2026 American Academy of Neurology Abstract Website

Anderson Corin¹, Mariana Letícia Maximiano², Maria Clara Lima³, Vitória Mendonça⁴, Adil Ahmed⁵, Hellen Mota¹, Beatriz Gerente⁶, Soraya Bussiki¹, Wagner Rios-Garcia⁷, Diogo Santos⁸, Wyllians Borelli⁹
¹Federal University of Pelotas, ²Federal University Fluminense, ³Pernambuco School of Health, ⁴University of Miami, Bascom Palmer Eye Institute, ⁵Department of Medicine, Northwest School of Medicine, ⁶University of Southern Santa Catarina, ⁷Faculty of Medicine, National University of San Luis Gonzaga, ⁸Santa Casa de São Paulo, ⁹Department of Morphological Sciences, UFRGS

Objective:

This updated and unprecedented systematic review aims to determine whether neuroinflammatory markers were associated with ASD.

Background:

Autism Spectrum Disorder (ASD) is a complex neurodevelopmental condition characterized by deficits in social communication and the presence of restricted or repetitive behaviors.

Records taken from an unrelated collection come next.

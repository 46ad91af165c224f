use crate::types::Report;
use thiserror::Error;

/// Errors crossing the `collect` boundary.
///
/// Everything milder than these degrades in place: per-item failures are
/// logged and the item keeps empty metadata, unattributable pids stay
/// `source=system`, and a platform timeout only clears the enhanced flag.
#[derive(Debug, Error)]
pub enum CollectError {
    /// A mandatory source could not be reached at all (engine unreachable,
    /// no readable proc tables).
    #[error("{source_id} unavailable: {message}")]
    SourceUnavailable {
        source_id: &'static str,
        message: String,
    },

    /// Every source failed catastrophically. The partial report is still
    /// structurally valid and should be surfaced alongside the error.
    #[error("no source produced any port records")]
    Fatal { report: Box<Report> },

    #[error(transparent)]
    Other(#[from] anyhow::Error),
}

impl CollectError {
    /// The partial report carried by a fatal error, if any.
    pub fn into_partial_report(self) -> Option<Report> {
        match self {
            CollectError::Fatal { report } => Some(*report),
            _ => None,
        }
    }
}
//! Picks the most specific collector for this host.

use crate::collectors::SystemCollector;
use log::debug;
use portracker_sdk::{CollectionContext, Collector, iter_registered_collectors};

/// Scores every registered collector and returns the winner. The highest
/// strictly positive score wins; equal scores break on the collector's
/// declared rank (platform before engine before generic). When everything
/// scores zero the generic host collector is returned anyway.
pub fn detect(ctx: &CollectionContext) -> Box<dyn Collector> {
    let mut best: Option<(u8, u8, Box<dyn Collector>)> = None;

    for entry in iter_registered_collectors() {
        let collector = (entry.constructor)();
        let metadata = collector.metadata();
        let score = collector.compatibility(ctx);
        debug!("collector {} scored {score}", metadata.id);
        if score == 0 {
            continue;
        }
        let wins = match &best {
            None => true,
            Some((best_score, best_rank, _)) => {
                score > *best_score || (score == *best_score && metadata.rank < *best_rank)
            }
        };
        if wins {
            best = Some((score, metadata.rank, collector));
        }
    }

    best.map(|(_, _, collector)| collector)
        .unwrap_or_else(|| Box::new(SystemCollector))
}

#[cfg(test)]
mod tests {
    use super::*;

    #[test]
    fn detect_always_returns_a_collector() {
        let collector = detect(&CollectionContext::new());
        assert!(!collector.metadata().id.is_empty());
    }
}
use once_cell::sync::Lazy;
use serde_json::Value;

/// JSON Schema describing the machine-readable collection report (Draft 2020-12).
pub static REPORT_SCHEMA_JSON: &str = include_str!("../schemas/portracker-report.schema.json");

/// Lazily parsed schema to make programmatic access ergonomic.
pub static REPORT_SCHEMA_VALUE: Lazy<Value> = Lazy::new(|| {
    serde_json::from_str(REPORT_SCHEMA_JSON).expect("embedded report schema must be valid JSON")
});

/// Returns a borrowed reference to the parsed report schema as a `serde_json::Value`.
pub fn report_schema() -> &'static Value {
    &REPORT_SCHEMA_VALUE
}
pub mod cache;
pub mod error;
pub mod types;

pub use cache::Cache;
pub use error::CollectError;
pub use types::{
    AppPort, BoundPort, ContainerInfo, ContainerRef, Listener, PlatformApp, PortRecord, Protocol,
    Report, Source, SystemInfo, VmInfo,
};

use std::path::PathBuf;

/// Collection configuration, resolved once by the caller and passed down to
/// every source. Field meanings follow the operator-facing option names.
#[derive(Debug, Clone)]
pub struct CollectionContext {
    /// First candidate for the kernel-socket tables; `/host/proc`,
    /// `/hostproc`, and `/proc` are probed after it.
    pub proc_root: Option<PathBuf>,
    /// Engine endpoint URI (`unix://`, `npipe://`, or `tcp://`); the
    /// OS-default local socket is used when unset.
    pub docker_endpoint: Option<String>,
    pub tls_verify: bool,
    pub cert_path: Option<PathBuf>,
    /// Bearer key for the platform control plane; enables the platform phase.
    pub platform_api_key: Option<String>,
    pub platform_url: Option<String>,
    /// When false, only the known-UDP allow-list is kept.
    pub include_udp: bool,
    pub cache_timeout_ms: u64,
    pub disable_cache: bool,
    /// The agent's own HTTP port, used for self-attribution.
    pub listen_port: Option<u16>,
    /// Container name the agent expects to run under when containerized.
    pub self_container_name: String,
}

impl Default for CollectionContext {
    fn default() -> Self {
        CollectionContext {
            proc_root: None,
            docker_endpoint: None,
            tls_verify: false,
            cert_path: None,
            platform_api_key: None,
            platform_url: None,
            include_udp: false,
            cache_timeout_ms: 60_000,
            disable_cache: false,
            listen_port: None,
            self_container_name: "portracker".to_string(),
        }
    }
}

impl CollectionContext {
    pub fn new() -> Self {
        Self::default()
    }

    pub fn platform_enabled(&self) -> bool {
        self.platform_api_key
            .as_deref()
            .is_some_and(|key| !key.is_empty())
    }
}

/// Collector metadata used for selection and logging.
#[derive(Debug, Clone, Copy)]
pub struct CollectorMetadata {
    pub id: &'static str,
    pub title: &'static str,
    pub description: &'static str,
    /// Tie-break for equal compatibility scores; lower wins.
    pub rank: u8,
}

/// Common interface for platform-specific collectors.
///
/// `compatibility` scores how well the collector fits the host (0 = not at
/// all, 100 = purpose-built for it); the selector picks the highest strictly
/// positive score. `collect` drives one full refresh and always produces a
/// structurally valid report, degrading per source rather than failing.
pub trait Collector: Send + Sync + 'static {
    fn metadata(&self) -> CollectorMetadata;
    fn compatibility(&self, ctx: &CollectionContext) -> u8;
    fn collect(&self, ctx: &CollectionContext) -> Result<Report, CollectError>;
}

/// Descriptor of a compile-time registry entry.
pub struct CollectorRegistration {
    pub constructor: fn() -> Box<dyn Collector>,
}

inventory::collect!(CollectorRegistration);

pub use inventory;

/// Helper macro to register a collector inside a module.
#[macro_export]
macro_rules! register_collector {
    ($ctor:expr) => {
        ::portracker_sdk::inventory::submit! {
            ::portracker_sdk::CollectorRegistration {
                constructor: $ctor,
            }
        }
    };
}

pub fn iter_registered_collectors() -> impl Iterator<Item = &'static CollectorRegistration> {
    inventory::iter::<CollectorRegistration>.into_iter()
}
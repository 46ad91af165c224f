use once_cell::sync::Lazy;
use std::any::Any;
use std::collections::HashMap;
use std::sync::atomic::{AtomicBool, Ordering};
use std::sync::{Arc, Mutex};
use std::time::{Duration, Instant};

/// Per-key cache with per-entry TTL, shared by every upstream source.
///
/// Entries are immutable once stored and expiry is absolute, so a single
/// process-wide instance is safe under concurrent access. Concurrent misses
/// on the same key may invoke the fill function more than once; the contract
/// is eventual consistency, not single-flight.
pub struct Cache {
    entries: Mutex<HashMap<String, Entry>>,
}

struct Entry {
    value: Arc<dyn Any + Send + Sync>,
    /// `None` means the entry never expires.
    expires_at: Option<Instant>,
}

impl Entry {
    fn expired(&self, now: Instant) -> bool {
        self.expires_at.is_some_and(|deadline| now >= deadline)
    }
}

static DISABLED: AtomicBool = AtomicBool::new(false);
static SHARED: Lazy<Cache> = Lazy::new(Cache::new);

/// The process-wide cache instance.
pub fn shared() -> &'static Cache {
    &SHARED
}

/// Process-wide kill switch: when set, `get_or_set` always calls the fill
/// function and nothing is memoized.
pub fn set_disabled(disabled: bool) {
    DISABLED.store(disabled, Ordering::Relaxed);
}

pub fn disabled() -> bool {
    DISABLED.load(Ordering::Relaxed)
}

impl Cache {
    pub fn new() -> Self {
        Cache {
            entries: Mutex::new(HashMap::new()),
        }
    }

    /// Returns the cached value, evicting it lazily if its TTL elapsed.
    pub fn get<T: Send + Sync + 'static>(&self, key: &str) -> Option<Arc<T>> {
        let mut entries = self.entries.lock().expect("cache mutex poisoned");
        let expired = entries
            .get(key)
            .map(|entry| entry.expired(Instant::now()))?;
        if expired {
            entries.remove(key);
            return None;
        }
        entries
            .get(key)
            .and_then(|entry| Arc::clone(&entry.value).downcast::<T>().ok())
    }

    pub fn set<T: Send + Sync + 'static>(&self, key: &str, value: T, ttl: Option<Duration>) {
        self.set_arc(key, Arc::new(value), ttl);
    }

    fn set_arc<T: Send + Sync + 'static>(&self, key: &str, value: Arc<T>, ttl: Option<Duration>) {
        let entry = Entry {
            value,
            expires_at: ttl.map(|ttl| Instant::now() + ttl),
        };
        self.entries
            .lock()
            .expect("cache mutex poisoned")
            .insert(key.to_string(), entry);
    }

    /// Returns the cached value or memoizes the result of `fill`.
    ///
    /// `fill` runs outside the map lock and its result is stored only when
    /// it is `Some`; a `None` result is returned but never cached.
    pub fn get_or_set<T, F>(&self, key: &str, ttl: Option<Duration>, fill: F) -> Option<Arc<T>>
    where
        T: Send + Sync + 'static,
        F: FnOnce() -> Option<T>,
    {
        if disabled() {
            return fill().map(Arc::new);
        }
        if let Some(hit) = self.get::<T>(key) {
            return Some(hit);
        }
        let value = Arc::new(fill()?);
        self.set_arc(key, Arc::clone(&value), ttl);
        Some(value)
    }

    pub fn delete(&self, key: &str) {
        self.entries
            .lock()
            .expect("cache mutex poisoned")
            .remove(key);
    }

    pub fn clear(&self) {
        self.entries.lock().expect("cache mutex poisoned").clear();
    }
}

impl Default for Cache {
    fn default() -> Self {
        Cache::new()
    }
}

The pathological process of ASD is multifaceted, yet the precise neurobiological mechanisms remain elusive.

Design/Methods:

We systematically reviewed articles in PubMed, Scopus, Cochrane, Embase and Web of Science from inception until November, 2024. Keywords included “Autism Spectrum Disorder”; “neuroinflammation” and "pro-inflammatory cytokines.” Abstracts were screened independently by two authors, and any discrepancies were resolved with a senior investigator. The primary endpoint was to evaluate the mean concentration differences of blood, plasma and serum biomarkers between patients with ASD and controls. The study followed the Preferred Reporting Items for Systematic Review and Meta-Analysis guidelines.

Results:

Of the 3221 articles imported for screening, 71 studies carried out between 2011 and 2023 were included. Overall, 47 neuroinflammatory biomarkers were identified. Among those, 37 pro-inflammatory biomarkers, and 10 anti-inflammatory biomarkers. Among pro-inflammatory markers, IL-1β levels were consistently elevated in ASD compared with controls (SMD = 0.37, p < 0.01), with increases observed in both plasma (SMD = 0.24, p = 0.01) and serum (SMD = 0.55, p = 0.04). Compared with controls, plasma IFN-γ (SMD = 0.35, p = 0.04) levels and IL-12 (SMD = 2.35, p < 0.01) were also elevated in ASD . Regarding anti-inflammatory cytokines, significant increases in IL-4 levels were found in both plasma (SMD = 0.25, p = 0.03) and plasma and serum samples (SMD = 0.30, p < 0.01).

Conclusions:

A myriad of neuroinflammatory biomarkers were altered in ASD patients, with 11 exhibiting statistical significance for ASD. Our findings indicate that neuroinflammatory biomarkers may be a pivotal neurobiological pathway in ASD. Further studies may elucidate the interplay between neuroinflammatory processes, genetic predispositions, and environmental triggers could pave the way for improved outcomes for individuals with ASD.